Вопрос о природе верлибра (свободного стиха) – один из самых противоречивых в русской поэтике и, до некоторой степени, в поэтической практике. Хотя его история уходит корнями еще в переводы западной поэзии в XIX и даже XVIII вв., первые систематические эксперименты относятся к Серебряному веку (М. Кузмин, А. Блок, О. Мандельштам)1. Даже в советский период, несмотря на классицистические установки официальной литературы, такие видные поэты, как Е. Винокуров или Е. Евтушенко отдали дань свободному стиху (вспомним поэму “Мама и нейтронная бомба”). В конце XX в. верлибр приобрел более широкое распространение, но и до сих пор остается предметом горячих теоретических споров2.

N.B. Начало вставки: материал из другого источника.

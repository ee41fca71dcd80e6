// Copyright (c) 2025 Erick Bourgeois, firestoned
// SPDX-License-Identifier: MIT

//! Cluster object store abstraction.
//!
//! The provisioner only needs four primitive operations per resource kind
//! (get, create, delete, list) plus a metadata write-back (`replace`) used when
//! hooks mutate an object that already exists. Abstracting them behind
//! [`ObjectStore`] keeps the lifecycle, garbage collection and orchestration
//! logic independent of a live API server:
//!
//! - [`KubeStore`] talks to the cluster through `kube::Api`
//! - [`MemoryStore`] keeps objects in process and is used by the test suite
//!
//! "Absent" and "already present" are reported as [`StoreError::NotFound`]
//! and [`StoreError::AlreadyExists`] so callers can turn them into success.

use crate::errors::StoreError;
use async_trait::async_trait;
use k8s_openapi::api::apps::v1::Deployment;
use k8s_openapi::api::core::v1::{PersistentVolume, PersistentVolumeClaim, Service};
use k8s_openapi::api::storage::v1::StorageClass;

pub mod kube_store;
pub mod memory;

pub use self::kube_store::KubeStore;
pub use self::memory::MemoryStore;

/// CRUD access to one resource kind.
///
/// `namespace` is ignored for cluster-scoped kinds. For `list`, `None` means
/// all namespaces and an empty selector matches everything.
#[async_trait]
pub trait ObjectStore<K>: Send + Sync
where
    K: Send + Sync + 'static,
{
    /// Fetch an object, `Ok(None)` when it does not exist.
    async fn get(&self, namespace: Option<&str>, name: &str) -> Result<Option<K>, StoreError>;

    /// Persist a new object.
    ///
    /// # Errors
    ///
    /// [`StoreError::AlreadyExists`] when an object with the same name exists.
    async fn create(&self, object: &K) -> Result<K, StoreError>;

    /// Delete an object.
    ///
    /// # Errors
    ///
    /// [`StoreError::NotFound`] when the object does not exist.
    async fn delete(&self, namespace: Option<&str>, name: &str) -> Result<(), StoreError>;

    /// List objects matching an equality-based label selector.
    async fn list(&self, namespace: Option<&str>, label_selector: &str)
        -> Result<Vec<K>, StoreError>;

    /// Overwrite an existing object (used to persist hook metadata changes).
    async fn replace(&self, object: &K) -> Result<K, StoreError>;
}

/// Every kind the provisioner reads or writes.
pub trait ClusterStore:
    ObjectStore<PersistentVolumeClaim>
    + ObjectStore<PersistentVolume>
    + ObjectStore<Deployment>
    + ObjectStore<Service>
    + ObjectStore<StorageClass>
    + 'static
{
}

impl<T> ClusterStore for T where
    T: ObjectStore<PersistentVolumeClaim>
        + ObjectStore<PersistentVolume>
        + ObjectStore<Deployment>
        + ObjectStore<Service>
        + ObjectStore<StorageClass>
        + 'static
{
}

/// Render `namespace/name` (or just `name`) for logs and errors.
#[must_use]
pub fn qualified_name(namespace: Option<&str>, name: &str) -> String {
    match namespace {
        Some(ns) if !ns.is_empty() => format!("{ns}/{name}"),
        _ => name.to_string(),
    }
}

Основной вопрос, обсуждаемый в этих дискуссиях, сводится к тому, отличается ли верлибр от прозы, произвольно нарубленной на строчки, и если да, то чем именно. Опрос поэтов, пишущих верлибром, проведенный Ю. Орлицким (см. сноску 1), демонстрирует их убежденность в том, что этой форме присуще некоторое трудноопределимое “ритмическое дыхание” и “поэтичность”. Так, Ю. Линник пишет (там же): “Сбрасывая сугубо внешние рамки метра, верлибр требует сложнейшей интонационной организации внутри себя. Для этого у поэта должен быть абсолютный слух. Легко быть версификатором в рамках обычного стиха – имитировать, подделывать настоящий свободный стих невозможно.

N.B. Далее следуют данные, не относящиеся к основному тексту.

// Copyright (c) 2025 Erick Bourgeois, firestoned
// SPDX-License-Identifier: MIT

// Common test utilities for integration tests

#![allow(dead_code)]

use kube::{
    api::{Api, DeleteParams, PostParams},
    client::Client,
};
use serde_json::json;
use std::future::Future;
use std::time::Duration;
use tokio::time::sleep;

/// Get a Kubernetes client or skip the test if not in a cluster
pub async fn get_kube_client_or_skip() -> Option<Client> {
    match Client::try_default().await {
        Ok(client) => Some(client),
        Err(e) => {
            eprintln!("Skipping integration test: not running in Kubernetes cluster: {e}");
            None
        }
    }
}

/// Create a test namespace
pub async fn create_test_namespace(
    client: &Client,
    name: &str,
) -> Result<(), Box<dyn std::error::Error>> {
    let namespaces: Api<k8s_openapi::api::core::v1::Namespace> = Api::all(client.clone());

    let ns = serde_json::from_value(json!({
        "apiVersion": "v1",
        "kind": "Namespace",
        "metadata": {
            "name": name,
            "labels": {
                "test": "integration",
                "managed-by": "nfs-provisioner-test"
            }
        }
    }))?;

    match namespaces.create(&PostParams::default(), &ns).await {
        Ok(_) => {
            println!("Created test namespace: {name}");
            Ok(())
        }
        Err(kube::Error::Api(ae)) if ae.code == 409 => {
            println!("Test namespace already exists: {name}");
            Ok(())
        }
        Err(e) => Err(Box::new(e)),
    }
}

/// Cleanup test namespace
pub async fn cleanup_test_namespace(
    client: &Client,
    name: &str,
) -> Result<(), Box<dyn std::error::Error>> {
    let namespaces: Api<k8s_openapi::api::core::v1::Namespace> = Api::all(client.clone());

    match namespaces.delete(name, &DeleteParams::default()).await {
        Ok(_) => {
            println!("Deleted test namespace: {name}");
            Ok(())
        }
        Err(kube::Error::Api(ae)) if ae.code == 404 => {
            println!("Test namespace already deleted: {name}");
            Ok(())
        }
        Err(e) => Err(Box::new(e)),
    }
}

/// Poll `check` until it returns true or `timeout` elapses
pub async fn wait_until<F, Fut>(timeout: Duration, mut check: F) -> bool
where
    F: FnMut() -> Fut,
    Fut: Future<Output = bool>,
{
    let deadline = tokio::time::Instant::now() + timeout;
    while tokio::time::Instant::now() < deadline {
        if check().await {
            return true;
        }
        sleep(Duration::from_secs(1)).await;
    }
    false
}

Согласно Ю. Орлицкому3 и М. Гаспарову4, в отношении ритма в свободном стихе среди исследователей существуют две основные позиции. Согласно одной, представленной, например, Е. Поливановым, А. Жовтисом и О. Овчаренко, “меры повтора” в нем существуют, но не жестки, а постоянно меняются. Сами же Гаспаров и Орлицкий, наряду с В. Баевским, отрицают какую бы то ни было периодическую метрическую структуру в свободном стихе и определяют его как полностью неурегулированный акцентный стих. Орлицкий замечает, что представление о переменных мерах повтора дает слишком много свободы исследователю, позволяя ему всегда найти то, что он ищет. М. Гаспаров5 замечает, что разницу между этими двумя позициями можно соотнести с разницей между первочтением и перечтением. Впервые читая текст, мы постоянно формируем метрическое ожидание, которое столь же постоянно не находит подтверждения. При перечтении мы уже не ожидаем ритмических повторов. Как читатель, пишет он далее, он подавляет метрическое ожидание, но как практик свободного стиха, знает, что ритм каждой сочиняемой строчки существует только в ее взаимодействии с соседними.

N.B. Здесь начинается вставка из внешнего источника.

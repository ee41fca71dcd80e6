// Copyright (c) 2025 Erick Bourgeois, firestoned
// SPDX-License-Identifier: MIT

//! Prometheus metrics for the NFS provisioner.
//!
//! All metrics use the namespace prefix `nfs_provisioner_` and live in
//! [`METRICS_REGISTRY`]. Exposing them is left to the embedding process; use
//! [`gather_metrics`] to render the text format.
//!
//! # Metrics Categories
//!
//! - **Operation Metrics** - Provision and delete requests and their outcomes
//! - **Resource Lifecycle Metrics** - Backing resources created and deleted
//! - **Garbage Collection Metrics** - Sweeps and orphans removed
//!
//! # Example
//!
//! ```rust,no_run
//! use nfs_provisioner::metrics::record_operation_success;
//!
//! record_operation_success("provision", std::time::Duration::from_secs(1));
//! ```

use prometheus::{
    Counter, CounterVec, Encoder, Histogram, HistogramOpts, HistogramVec, Opts, Registry,
    TextEncoder,
};
use std::sync::LazyLock;
use std::time::Duration;

// ============================================================================
// Metric Name Constants
// ============================================================================

/// Namespace prefix for all provisioner metrics
const METRICS_NAMESPACE: &str = "nfs_provisioner";

/// Operation label value for provision requests
pub const OPERATION_PROVISION: &str = "provision";

/// Operation label value for delete requests
pub const OPERATION_DELETE: &str = "delete";

// ============================================================================
// Global Metrics Registry
// ============================================================================

/// Global Prometheus metrics registry
pub static METRICS_REGISTRY: LazyLock<Registry> = LazyLock::new(Registry::new);

fn register<C>(collector: C) -> C
where
    C: prometheus::core::Collector + Clone + 'static,
{
    METRICS_REGISTRY
        .register(Box::new(collector.clone()))
        .expect("metric names are unique within the registry");
    collector
}

// ============================================================================
// Operation Metrics
// ============================================================================

/// Total number of provision/delete requests by outcome
///
/// Labels:
/// - `operation`: `provision` or `delete`
/// - `status`: `success` or `error`
pub static OPERATIONS_TOTAL: LazyLock<CounterVec> = LazyLock::new(|| {
    let opts = Opts::new(
        format!("{METRICS_NAMESPACE}_operations_total"),
        "Total number of provision and delete requests by status",
    );
    register(CounterVec::new(opts, &["operation", "status"]).expect("valid metric options"))
});

/// Duration of provision/delete requests in seconds
///
/// Labels:
/// - `operation`: `provision` or `delete`
pub static OPERATION_DURATION_SECONDS: LazyLock<HistogramVec> = LazyLock::new(|| {
    let opts = HistogramOpts::new(
        format!("{METRICS_NAMESPACE}_operation_duration_seconds"),
        "Duration of provision and delete requests in seconds",
    )
    .buckets(vec![0.01, 0.1, 0.5, 1.0, 2.0, 5.0, 10.0, 30.0, 60.0]);
    register(HistogramVec::new(opts, &["operation"]).expect("valid metric options"))
});

/// Total number of failed requests by error category
///
/// Labels:
/// - `operation`: `provision` or `delete`
/// - `error_type`: e.g. `config`, `lifecycle`, `hook`, `store`
pub static ERRORS_TOTAL: LazyLock<CounterVec> = LazyLock::new(|| {
    let opts = Opts::new(
        format!("{METRICS_NAMESPACE}_errors_total"),
        "Total number of failed requests by operation and error type",
    );
    register(CounterVec::new(opts, &["operation", "error_type"]).expect("valid metric options"))
});

// ============================================================================
// Resource Lifecycle Metrics
// ============================================================================

/// Total number of backing resources created
///
/// Labels:
/// - `resource_type`: Kind of resource created
pub static RESOURCES_CREATED_TOTAL: LazyLock<CounterVec> = LazyLock::new(|| {
    let opts = Opts::new(
        format!("{METRICS_NAMESPACE}_resources_created_total"),
        "Total number of backing resources created by type",
    );
    register(CounterVec::new(opts, &["resource_type"]).expect("valid metric options"))
});

/// Total number of backing resources deleted
///
/// Labels:
/// - `resource_type`: Kind of resource deleted
pub static RESOURCES_DELETED_TOTAL: LazyLock<CounterVec> = LazyLock::new(|| {
    let opts = Opts::new(
        format!("{METRICS_NAMESPACE}_resources_deleted_total"),
        "Total number of backing resources deleted by type",
    );
    register(CounterVec::new(opts, &["resource_type"]).expect("valid metric options"))
});

// ============================================================================
// Garbage Collection Metrics
// ============================================================================

/// Total number of garbage collection sweeps
///
/// Labels:
/// - `status`: `success` or `error`
pub static GC_SWEEPS_TOTAL: LazyLock<CounterVec> = LazyLock::new(|| {
    let opts = Opts::new(
        format!("{METRICS_NAMESPACE}_gc_sweeps_total"),
        "Total number of garbage collection sweeps by status",
    );
    register(CounterVec::new(opts, &["status"]).expect("valid metric options"))
});

/// Duration of garbage collection sweeps in seconds
pub static GC_SWEEP_DURATION_SECONDS: LazyLock<Histogram> = LazyLock::new(|| {
    let opts = HistogramOpts::new(
        format!("{METRICS_NAMESPACE}_gc_sweep_duration_seconds"),
        "Duration of garbage collection sweeps in seconds",
    )
    .buckets(vec![0.01, 0.1, 0.5, 1.0, 5.0, 30.0, 120.0]);
    register(Histogram::with_opts(opts).expect("valid metric options"))
});

/// Total number of orphaned volumes whose backing resources were deleted
pub static GC_ORPHANS_DELETED_TOTAL: LazyLock<Counter> = LazyLock::new(|| {
    register(
        Counter::new(
            format!("{METRICS_NAMESPACE}_gc_orphans_deleted_total"),
            "Total number of orphaned volumes cleaned up by the garbage collector",
        )
        .expect("valid metric options"),
    )
});

/// Record a successful provision or delete request
///
/// # Arguments
/// * `operation` - `provision` or `delete`
/// * `duration` - Duration of the request
pub fn record_operation_success(operation: &str, duration: Duration) {
    OPERATIONS_TOTAL
        .with_label_values(&[operation, "success"])
        .inc();
    OPERATION_DURATION_SECONDS
        .with_label_values(&[operation])
        .observe(duration.as_secs_f64());
}

/// Record a failed provision or delete request
///
/// # Arguments
/// * `operation` - `provision` or `delete`
/// * `error_type` - Category of the failure
/// * `duration` - Duration of the request before failure
pub fn record_operation_error(operation: &str, error_type: &str, duration: Duration) {
    OPERATIONS_TOTAL
        .with_label_values(&[operation, "error"])
        .inc();
    ERRORS_TOTAL
        .with_label_values(&[operation, error_type])
        .inc();
    OPERATION_DURATION_SECONDS
        .with_label_values(&[operation])
        .observe(duration.as_secs_f64());
}

/// Record backing resource creation
pub fn record_resource_created(resource_type: &str) {
    RESOURCES_CREATED_TOTAL
        .with_label_values(&[resource_type])
        .inc();
}

/// Record backing resource deletion
pub fn record_resource_deleted(resource_type: &str) {
    RESOURCES_DELETED_TOTAL
        .with_label_values(&[resource_type])
        .inc();
}

/// Record a completed garbage collection sweep
///
/// # Arguments
/// * `orphans_deleted` - Number of volumes cleaned up during the sweep
/// * `duration` - Duration of the sweep
#[allow(clippy::cast_precision_loss)]
pub fn record_gc_sweep(orphans_deleted: usize, duration: Duration) {
    GC_SWEEPS_TOTAL.with_label_values(&["success"]).inc();
    GC_SWEEP_DURATION_SECONDS.observe(duration.as_secs_f64());
    GC_ORPHANS_DELETED_TOTAL.inc_by(orphans_deleted as f64);
}

/// Record a garbage collection sweep that could not list backing claims
pub fn record_gc_sweep_error(duration: Duration) {
    GC_SWEEPS_TOTAL.with_label_values(&["error"]).inc();
    GC_SWEEP_DURATION_SECONDS.observe(duration.as_secs_f64());
}

/// Gather and encode all metrics in Prometheus text format
///
/// # Errors
/// Returns error if encoding fails
pub fn gather_metrics() -> Result<String, prometheus::Error> {
    let encoder = TextEncoder::new();
    let metric_families = METRICS_REGISTRY.gather();
    let mut buffer = Vec::new();
    encoder.encode(&metric_families, &mut buffer)?;
    String::from_utf8(buffer).map_err(|e| prometheus::Error::Msg(format!("UTF-8 error: {e}")))
}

Ритмическая природа верлибра до настоящего времени не прояснена. Дж. Б. Купер пишет:6 “Мнения расходятся в отношении того, что делает этот стих метрическим, ритмическим, и что вообще делает его поэзией. […] Поэты, пишущие свободным стихом, […] обычно настаивают, что он отличается от прозы, нарубленной на строчки, и что по крайней мере отчасти эта разница лежит в ритме или музыке” (заметим почти буквальное совпадение с консенсусом практиков русского верлибра). Далее, анализируя тексты, он доказывает, что “поэзия тяготеет к большей сжатости и более регулярным чередованиям, чем другие формы дискурса”. Что касается русского верлибра, Гаспаров и Скулачева7 проанализировали “Александрийские песни” М. Кузмина и нашли, что взаимодействие ритма и синтаксиса в них цементирует единство стихотворной строчки и таким образом подчеркивает роль разбиения на строки. Это направление исследований кажется перспективным, но для полноты картины следует изучить много других текстов.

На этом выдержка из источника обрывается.